С одной стороны суд по революционной совести, с краснобайской, желтой, цитированной уже статейкой Овчаренко, а с другой - профессиональная работа защитника, швырнувшего в лицо суду обвинение в его полнейшей несостоятельности. А между тем процесс готовился долгие месяцы, бесконечно откладывался, и только появление Брокса-Соколова, не имевшего никакого отношения к делу, его "решило". Бедный Брокс толком не знал, что находится в конверте, который его просили передать в Москве, зачем туда положили бумагу для тайнописи, которая якобы была так необходима Гинзбургу, давно находившемуся в тюрьме, о чем широко оповещалось в западной прессе. Грубая работа, старая жандармская практика, хотя те были поумнее.

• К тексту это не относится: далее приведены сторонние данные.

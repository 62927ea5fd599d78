//! Mirror session
//!
//! [`ScrollMirror`] keeps a set of regions at the same proportional scroll
//! position. A native scroll event on one region is read one task turn later
//! and written to every other region.
//!
//! # Feedback loops
//!
//! A programmatic write raises a scroll event on the region that was
//! written. Before each write the region's own listener is detached, and it
//! is re-attached at the frame boundary following its most recent write, so
//! the write never triggers a mirror pass of its own. Writes on consecutive
//! frames keep the region detached until the last one has been delivered.

use super::host::{Host, ScrollHandler, ScrollTarget};
use super::progress::{apply_progress, compute_progress, Progress, ProgressUpdate};
use super::registry::{Registry, RegionWarning};
use crate::config::MirrorOptions;
use crate::error::{Error, Result};
use crate::LOG_TAG;
use log::{debug, error, info, trace, warn};
use std::cell::Cell;
use std::fmt;
use std::rc::{Rc, Weak};

// ─────────────────────────────────────────────────────────────────────────────
// Listener Slots
// ─────────────────────────────────────────────────────────────────────────────

/// Per-region listener binding.
struct Slot<R> {
    target: ScrollTarget<R>,
    handler: ScrollHandler,
    attached: Cell<bool>,
    /// Re-attachments still queued for this region. The listener comes back
    /// only when the last one runs.
    pending: Cell<usize>,
}
//! Host environment seam
//!
//! The mirror never talks to a page directly. Everything it needs from the
//! environment (which element scrolls the whole page, where scroll events are
//! observed, how to yield and how to wait for the next frame) goes through
//! the [`Host`] trait.

use super::region::ScrollRegion;
use std::rc::Rc;

/// A scroll listener. Listeners are identified by pointer identity, so the
/// same `Rc` must be passed to remove a listener that was added.
pub type ScrollHandler = Rc<dyn Fn()>;

/// A one-shot continuation scheduled on the host's task or frame loop.
pub type Task = Box<dyn FnOnce()>;

/// Where a region's scroll events are observed.
#[derive(Debug, Clone, PartialEq)]
pub enum ScrollTarget<R> {
    /// The page window. Used for the canonical root container, whose scroll
    /// events are only reliably delivered to the window.
    Window,
    /// The region element itself.
    Region(R),
}

/// The environment a mirror runs in.
pub trait Host {
    /// Handle type for scrollable elements. `PartialEq` must mean "same
    /// element"; two handles onto one element compare equal.
    type Region: ScrollRegion + Clone + PartialEq;

    /// The canonical root scroll container of the page, if the page has one.
    fn scrolling_element(&self) -> Option<Self::Region>;

    /// Whether `region` sits inside the page body (and is not the body itself).
    fn is_body_descendant(&self, region: &Self::Region) -> bool;

    /// Attach `handler` for scroll events on `target`.
    fn add_scroll_listener(&self, target: &ScrollTarget<Self::Region>, handler: &ScrollHandler);

    /// Detach `handler` from `target`. Unknown handlers are ignored.
    fn remove_scroll_listener(&self, target: &ScrollTarget<Self::Region>, handler: &ScrollHandler);

    /// Run `task` once the current event turn has finished, before the next.
    fn defer(&self, task: Task);

    /// Run `task` at the next paint/redraw boundary.
    fn request_frame(&self, task: Task);
}

/// Compare two handlers by identity.
pub(crate) fn same_handler(a: &ScrollHandler, b: &ScrollHandler) -> bool {
    std::ptr::addr_eq(Rc::as_ptr(a), Rc::as_ptr(b))
}

#[cfg(test)]
mod tests {
    use super::*;

    #[test]
    fn test_same_handler_identity() {
        let a: ScrollHandler = Rc::new(|| {});
        let b: ScrollHandler = Rc::new(|| {});
        let a2 = Rc::clone(&a);

        assert!(same_handler(&a, &a2));
        assert!(!same_handler(&a, &b));
    }
}
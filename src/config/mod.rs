//! Configuration module for scroll-mirror
//!
//! This module holds the mirror options. With the `persistence` feature it
//! also provides JSON load/save of those options in the platform-specific
//! configuration directory.

mod options;
#[cfg(feature = "persistence")]
mod persistence;

pub use options::*;
#[cfg(feature = "persistence")]
pub use persistence::*;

Такова суть процесса, и, разумеется, Золотухин в нем никак не предполагался, был случаен, как в моем личном опыте Катц или Верховный Суд Армении, неожиданно оказавшийся на стороне справедливости. Но случайно ли это? Или, как говорилось, это и есть результат и плоды общественного подъема? Что же это все-таки - свидетельство мужества отдельных людей, уже не способных жить против собственной совести, или постепенное накапливание не учитываемых начальством душевных, духовных сил, раскрывшихся в определенный момент таким вот прекрасным образом?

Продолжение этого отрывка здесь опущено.